例えばトヨタ車の、簡易的なパンフを刷るとして、ボディ色がシルバーメタリックの

車と、ライトグリーンマイカの車が並んでいたとしましょう。印刷してみたら、この

二つの色調が全く同じだった。・・・これじゃクレームに成ってしまいますわね。でも

この二つの色の差が、どう違うのかを知っていれば、どうしたら良く成るのかを、

考える事が出来ますが、全く知らなければ、悩む時間が増えるばかりです。

 

「ええッ、オレ、車に興味ないから、そんなもん覚えられないよ~」・・・ですよね。

でも印刷屋は、いろんな商品に関わる仕事ですよね。ある時は食品だったり、また

ある時は、ただ白いだけの陶器だったり、真っ黒なタイヤだったり。そんな物達を、

一つ一つ全て理解し、覚えて行こうとしたら、こりゃもうメチャクチャ大変ですわ~。

 

でもね、私達のお客さんは、そうした、食品や陶器やタイヤで、飯を食べてる人達

なんですよ。そのパンフレットやチラシのデキが悪くて、売り上げが落ちてしまえば、

業績不振で、パンフレットやチラシの発注が止まってしまうかも知れませんよね。

そう成れば我々、印刷屋さんの仕事も無く成って我々の業績が悪く成ってしまう。

 

印刷物の安売りは、通販印刷さんに勝てません。でも、値段が高いと分かっていて、

それでも、普通の印刷屋さんに刷ってもらいたい印刷物って言うのは、お客さんの

方でも、メチャクチャ重要な印刷物なのですよ。

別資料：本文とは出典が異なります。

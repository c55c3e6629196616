//! Nice BusT4 gate controller for ESP32
//!
//! Drives a Nice control unit over its BusT4 port and tracks the gate as a
//! cover: open/close/stop, partial positions, end-stops and drive settings.
//!
//! ## Features
//! - NVS-based configuration persistence
//! - Watchdog timer for automatic recovery
//! - Panic handler with automatic restart
//! - Serial console for commands and raw frames
//! - BOOT button sends step-by-step

use esp_idf_svc::{
    hal::{
        gpio::{PinDriver, Pull},
        prelude::*,
        task::watchdog::{TWDTConfig, TWDTDriver},
        uart::{config::Config as UartConfig, UartDriver},
        units::Hertz,
    },
    nvs::{EspDefaultNvsPartition, EspNvsPartition, NvsDefault},
};
use log::{debug, error, info, warn};
use nice_bust4::{ControlCommand, ProtocolEngine};
use std::sync::mpsc;
use std::thread;
use std::time::{Duration, Instant};

mod config;
mod console;
mod uart;

use config::GatewayConfig;
use console::{console_task, ConsoleCommand};
use uart::UartBus;

/// Watchdog timeout in seconds
const WATCHDOG_TIMEOUT_SECS: u64 = 30;

/// Main loop period; one FreeRTOS tick at the default 100 Hz
const LOOP_PERIOD: Duration = Duration::from_millis(10);

/// How often engine counters are logged
const STATS_INTERVAL: Duration = Duration::from_secs(60);

fn main() -> anyhow::Result<()> {
    esp_idf_svc::sys::link_patches();
    esp_idf_svc::log::EspLogger::initialize_default();

    // Set up panic handler for automatic restart
    std::panic::set_hook(Box::new(|panic_info| {
        error!("PANIC: {}", panic_info);
        error!("Restarting in 3 seconds...");
        thread::sleep(Duration::from_secs(3));
        unsafe {
            esp_idf_svc::sys::esp_restart();
        }
    }));

    info!("BusT4 gate controller starting");

    let peripherals = Peripherals::take()?;
    let nvs = EspDefaultNvsPartition::take()?;

    info!("Initializing watchdog timer...");
    let twdt_config = TWDTConfig {
        duration: Duration::from_secs(WATCHDOG_TIMEOUT_SECS),
        panic_on_trigger: true,
        subscribed_idle_tasks: enumset::EnumSet::empty(),
    };
    let mut twdt_driver = TWDTDriver::new(peripherals.twdt, &twdt_config)?;
    let mut watchdog = twdt_driver.watch_current_task()?;

    let mut config = match GatewayConfig::load_from_nvs(nvs.clone()) {
        Ok(cfg) => cfg,
        Err(e) => {
            warn!("Failed to load config from NVS: {}, using defaults", e);
            GatewayConfig::default()
        }
    };
    info!("Configuration loaded:");
    info!("  Own address: {}", config.own_address);
    info!("  Drive address: {}", config.destination);
    info!("  Baud: {} (break {})", config.serial.work_baud, config.serial.break_baud);

    // BusT4 port: TX on GPIO17, RX on GPIO16 through the level shifter
    let uart_config = UartConfig::default()
        .baudrate(Hertz(config.serial.work_baud))
        .data_bits(esp_idf_svc::hal::uart::config::DataBits::DataBits8)
        .parity_none()
        .stop_bits(esp_idf_svc::hal::uart::config::StopBits::STOP1);
    let uart = UartDriver::new(
        peripherals.uart1,
        peripherals.pins.gpio17,
        peripherals.pins.gpio16,
        Option::<esp_idf_svc::hal::gpio::Gpio0>::None,
        Option::<esp_idf_svc::hal::gpio::Gpio0>::None,
        &uart_config,
    )?;
    let mut bus = UartBus::new(uart, config.serial.with_pins(17, 16));
    info!("BusT4 UART initialized at {} baud", config.serial.work_baud);

    let mut button = PinDriver::input(peripherals.pins.gpio0)?;
    button.set_pull(Pull::Up)?;
    let mut button_was_pressed = false;

    let (console_tx, console_rx) = mpsc::channel();
    let _console_thread = thread::Builder::new()
        .stack_size(6144)
        .spawn(move || console_task(console_tx))?;

    let mut engine = ProtocolEngine::new(config.engine_config());
    let start = Instant::now();
    engine.start(start);
    let mut last_stats = start;
    let mut rx_buf = [0u8; 256];

    info!("Gateway running!");

    loop {
        watchdog.feed()?;
        let now = Instant::now();

        match bus.read_available(&mut rx_buf) {
            Ok(n) if n > 0 => {
                if let Some(state) = engine.on_bytes(&rx_buf[..n], now) {
                    info!("Cover: {:?} {}%", state.state, state.percent());
                }
            }
            Ok(_) => {}
            Err(e) => warn!("UART read failed: {}", e),
        }

        // Button is active low
        let pressed = button.is_low();
        if pressed && !button_was_pressed {
            info!("Button: step by step");
            if let Err(e) = engine.enqueue_command(ControlCommand::StepByStep) {
                warn!("Failed to queue step by step: {}", e);
            }
        }
        button_was_pressed = pressed;

        while let Ok(command) = console_rx.try_recv() {
            handle_console(&mut engine, &mut config, &nvs, command);
        }

        engine.tick(&mut bus, now);

        for fault in engine.drain_faults() {
            debug!("Fault: {}", fault);
        }

        if now.duration_since(last_stats) >= STATS_INTERVAL {
            last_stats = now;
            let stats = engine.stats();
            info!(
                "Stats: rx={} tx={} malformed={} timeouts={} errors={} queue={}",
                stats.frames_received,
                stats.frames_sent,
                stats.malformed_frames,
                stats.response_timeouts,
                stats.device_errors,
                engine.queue_len()
            );
        }

        thread::sleep(LOOP_PERIOD);
    }
}

fn handle_console(
    engine: &mut ProtocolEngine,
    config: &mut GatewayConfig,
    nvs: &EspNvsPartition<NvsDefault>,
    command: ConsoleCommand,
) {
    let result = match command {
        ConsoleCommand::Cover(call) => engine.control(&call),
        ConsoleCommand::Control(code) => match ControlCommand::from_u8(code) {
            Some(cmd) => engine.enqueue_command(cmd),
            None => {
                warn!("Console: unknown control command 0x{:02X}", code);
                Ok(())
            }
        },
        ConsoleCommand::Raw(text) => engine.send_raw_command(&text),
        ConsoleCommand::Inf {
            to,
            whose,
            submenu,
            run,
            next_data,
            data,
        } => engine.send_inf_cmd(&to, &whose, &submenu, &run, &next_data, &data),
        ConsoleCommand::Mcu { submenu, data } => engine.set_mcu(&submenu, &data),
        ConsoleCommand::Setting(setting, enabled) => engine.set_setting(setting, enabled),
        ConsoleCommand::Dump => {
            engine.dump_config();
            Ok(())
        }
        ConsoleCommand::Stats => {
            info!("{:#?}", engine.stats());
            Ok(())
        }
        ConsoleCommand::Save => {
            config.destination = engine.drive_address();
            config.oxi_address = engine.oxi_address();
            config.motor_type = engine.motor_type();
            if let Err(e) = config.save_to_nvs(nvs.clone()) {
                error!("Failed to save config: {}", e);
            }
            Ok(())
        }
        ConsoleCommand::Reset => {
            if let Err(e) = GatewayConfig::clear_nvs(nvs.clone()) {
                error!("Failed to clear config: {}", e);
            }
            Ok(())
        }
    };

    if let Err(e) = result {
        warn!("Console command failed: {}", e);
    }
}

であるならば、お客さんの満足度を、

より満たす事が出来る印刷屋さんの勝ちですよね。

 

これから先はね、普通の印刷屋さんが受注できる印刷物ってのは、難しい物とか、

面倒な物しか無いんだ!と思った方がイイんですわ。と言う事は、そうした難しい

物や面倒な物を刷る事が出来なくては、生き残って行けないって事なんですわ。

 

そうした事の第一歩として、お客さんの商品を知る。お客さんが何を求めているの

かを、営業はもちろん、印刷オペレータも充分に理解する事が必要だと思うんです。

だってね、お客さんの要望を、白い紙に印刷して表現する仕事は、製版や刷版の

人間ではなく、印刷機オペレータにしか出来ないんですよ。

 

理想的には、印刷機オペレータは、顧客ニーズは勿論のこと、製版、刷版、そして

後工程までをも理解する事が必要なのだと思っています。白い紙に色を着けるって

言う仕事は、印刷会社の中枢を担う仕事なのだと、誇りを持って勉強して下さいな。